Effect of oxygen on the polymerization of vinyl chloride. I. Kinetic features

Abstract

AbstractThe effect of oxygen on the liquid‐phase polymerization of vinyl chloride at 55°C in the presence of an added initiator, bis(4‐tert‐butylcyclohexyl) peroxydicarbonate (Perkadox 16), has been studied by the technique of tumbled dilatometry. With this method, at constant initiator concentration, the induction period showed a half‐order dependence on the initial oxygen concentration. At a constant initial oxygen concentration, the induction period varied inversely as the square root of the initiator concentration. Under the experimental conditions empolyed, the polyperoxy radicals with chloroalkyl (∼CH2ĊHCl) endgroups were not wholly scavenged by molecular oxygen but could undergo various decomposition reactions.

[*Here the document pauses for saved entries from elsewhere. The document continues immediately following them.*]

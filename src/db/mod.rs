use std::time::Duration;

use migration::Migrator;
use sea_orm::{ConnectOptions, Database, DatabaseConnection};
use sea_orm_migration::MigratorTrait;

/// Establish a pooled connection to the stats database and bring its schema up to date.
///
/// The pool is small: the only writer is the stats recorder and the only reader the rounds
/// endpoint.
///
/// # Errors
///
/// Returns an error if the connection cannot be established or a migration fails.
pub async fn connect(database_url: &str) -> anyhow::Result<DatabaseConnection> {
    let mut opts = ConnectOptions::new(database_url);
    opts.max_connections(5)
        .min_connections(1)
        .connect_timeout(Duration::from_secs(5))
        .acquire_timeout(Duration::from_secs(5))
        .idle_timeout(Duration::from_secs(300))
        .max_lifetime(Duration::from_secs(1800))
        .sqlx_logging(false);

    let db = Database::connect(opts).await?;
    Migrator::up(&db, None).await?;
    Ok(db)
}
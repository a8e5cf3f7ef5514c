use sea_orm::DatabaseConnection;

use crate::config::Config;
use crate::game::GameHub;

/// Shared application state available to all request handlers via Axum's `State` extractor.
#[derive(Debug, Clone)]
pub struct AppState {
    /// `None` when the server runs without a stats database.
    pub db: Option<DatabaseConnection>,
    pub config: Config,
    pub hub: GameHub,
}
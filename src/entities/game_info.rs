use sea_orm::entity::prelude::*;
use serde::{Deserialize, Serialize};

#[derive(Clone, Debug, PartialEq, Eq, DeriveEntityModel, Serialize, Deserialize)]
#[sea_orm(table_name = "game_info")]
pub struct Model {
    #[sea_orm(primary_key)]
    pub maze_no: i32,
    pub number_of_players: i32,
    pub time_taken: i64,
    pub completed_at: DateTimeWithTimeZone,
}

#[derive(Copy, Clone, Debug, EnumIter, DeriveRelation)]
pub enum Relation {}

impl ActiveModelBehavior for ActiveModel {}
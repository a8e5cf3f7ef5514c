//! Authoritative owner of the maze, the registry and the current round.
//!
//! Every transition returns a [`Dispatch`]: the outbound messages it produced, in the order
//! they must reach clients. The controller never talks to sockets itself.

use std::fmt;

use chrono::{DateTime, Utc};

use super::movement::{MovementFlags, attempt_move};
use super::registry::{Player, PlayerRegistry};
use super::round::SessionRound;
use super::{ConnectionId, GameError};
use crate::maze::{DungeonOptions, GenerationError, Maze, MazeGenerator};
use crate::protocol::{DungeonData, ServerMessage};
use crate::stats::{RoundSummary, StatsQueue};

/// Generation attempts before a failure is surfaced.
pub const GENERATION_ATTEMPTS: usize = 5;

/// One outbound message and who receives it.
#[derive(Debug, Clone, PartialEq, Eq)]
pub enum Outbound {
    /// Deliver to a single connection.
    To(ConnectionId, ServerMessage),
    /// Deliver to every connected client.
    All(ServerMessage),
}

/// Ordered outbound messages produced by one transition.
pub type Dispatch = Vec<Outbound>;

pub struct SessionController {
    generator: Box<dyn MazeGenerator>,
    options: DungeonOptions,
    stats: StatsQueue,
    round: SessionRound,
    registry: PlayerRegistry,
    next_id: Option<u64>,
}

impl fmt::Debug for SessionController {
    fn fmt(&self, f: &mut fmt::Formatter<'_>) -> fmt::Result {
        f.debug_struct("SessionController")
            .field("options", &self.options)
            .field("generation", &self.round.generation)
            .field("players", &self.registry.len())
            .field("next_id", &self.next_id)
            .finish_non_exhaustive()
    }
}

impl SessionController {
    /// Generate the first round and start with an empty registry.
    ///
    /// # Errors
    ///
    /// Returns [`GameError::Generation`] if every generation attempt fails.
    pub fn new(
        generator: Box<dyn MazeGenerator>,
        options: DungeonOptions,
        stats: StatsQueue,
        now: DateTime<Utc>,
    ) -> Result<Self, GameError> {
        let maze = generate_with_retries(generator.as_ref(), &options)?;
        Ok(Self {
            generator,
            options,
            stats,
            round: SessionRound::begin(maze, 1, 0, now),
            registry: PlayerRegistry::new(),
            next_id: Some(0),
        })
    }

    #[must_use]
    pub const fn round(&self) -> &SessionRound {
        &self.round
    }

    #[must_use]
    pub const fn registry(&self) -> &PlayerRegistry {
        &self.registry
    }

    /// Register a new player at the start cell.
    ///
    /// The dispatch sends the maze and the new identity to that connection, then the full
    /// registry to everyone.
    ///
    /// # Errors
    ///
    /// Returns [`GameError::IdentitiesExhausted`] once the identity counter has run out.
    pub fn on_player_connect(&mut self) -> Result<(ConnectionId, Dispatch), GameError> {
        let id = self
            .next_id
            .map(ConnectionId)
            .ok_or(GameError::IdentitiesExhausted)?;
        self.next_id = id.0.checked_add(1);

        self.registry.insert(id, Player::spawn(self.round.start));
        tracing::info!(player = %id, players = self.registry.len(), "Player connected");

        let dispatch = vec![
            Outbound::To(id, self.dungeon_message()),
            Outbound::To(id, ServerMessage::ConnectionId(id)),
            Outbound::All(self.players_message()),
        ];
        Ok((id, dispatch))
    }

    /// Drop a player. Unknown identities are ignored; the registry is re-broadcast either way.
    pub fn on_player_disconnect(&mut self, id: ConnectionId) -> Dispatch {
        if self.registry.remove(id).is_some() {
            tracing::info!(player = %id, players = self.registry.len(), "Player disconnected");
        } else {
            tracing::debug!(player = %id, "Disconnect for unregistered player");
        }
        vec![Outbound::All(self.players_message())]
    }

    /// Apply one movement message.
    ///
    /// The round completes whenever the player's resulting position is the end cell, whether
    /// or not the move was accepted: the summary is queued, a new maze is generated and every
    /// player is sent back to the new start cell.
    ///
    /// # Errors
    ///
    /// Returns [`GameError::UnknownPlayer`] if `id` is not registered.
    pub fn on_movement(
        &mut self,
        id: ConnectionId,
        flags: MovementFlags,
        now: DateTime<Utc>,
    ) -> Result<Dispatch, GameError> {
        let maze = &self.round.maze;
        let player = self
            .registry
            .get_mut(id)
            .ok_or(GameError::UnknownPlayer(id))?;

        if let Some(step) = attempt_move(maze, player.position, flags) {
            player.apply(step);
        }

        // A rejected move leaves the player where it stood, which may already be the goal
        if player.position != self.round.end {
            return Ok(vec![Outbound::All(self.players_message())]);
        }

        tracing::info!(player = %id, generation = self.round.generation, "Goal reached");
        self.complete_round(now);
        Ok(vec![
            Outbound::All(self.dungeon_message()),
            Outbound::All(self.players_message()),
        ])
    }

    fn complete_round(&mut self, now: DateTime<Utc>) {
        self.stats.submit(RoundSummary {
            player_count: self.registry.len(),
            elapsed_secs: self.round.elapsed_secs(now),
        });

        let players = self.registry.len();
        let generation = self.round.generation + 1;
        self.round = match generate_with_retries(self.generator.as_ref(), &self.options) {
            Ok(maze) => SessionRound::begin(maze, generation, players, now),
            Err(err) => {
                tracing::error!("Keeping the previous dungeon: {err}");
                self.round.replay(players, now)
            }
        };
        self.registry.reset_all(self.round.start);
    }

    fn dungeon_message(&self) -> ServerMessage {
        ServerMessage::DungeonData(DungeonData::from(&self.round))
    }

    fn players_message(&self) -> ServerMessage {
        ServerMessage::AllPlayers(self.registry.snapshot())
    }
}

fn generate_with_retries(
    generator: &dyn MazeGenerator,
    options: &DungeonOptions,
) -> Result<Maze, GameError> {
    let mut last_error = GenerationError::NoRooms;
    for attempt in 1..=GENERATION_ATTEMPTS {
        match generator.generate(options) {
            Ok(maze) => return Ok(maze),
            Err(err) => {
                tracing::warn!(attempt, "Dungeon generation failed: {err}");
                last_error = err;
            }
        }
    }
    Err(GameError::Generation(last_error))
}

The degree of conversion of the initial oxygen to peroxidic compounds did not exceed 30% by weight and was dependent on the shape of the reaction vessel empolyed. The existence of other oxidation products has been demonstrated. At 55°C, the average velocity constant for decomposition of the peroxide products from vinyl chloride, measured in dichloromethane solution, was found to be 8 × 10−5 sec−1. A kinetic scheme involving a predominant cross‐termination reaction is proposed to explain the experimental results.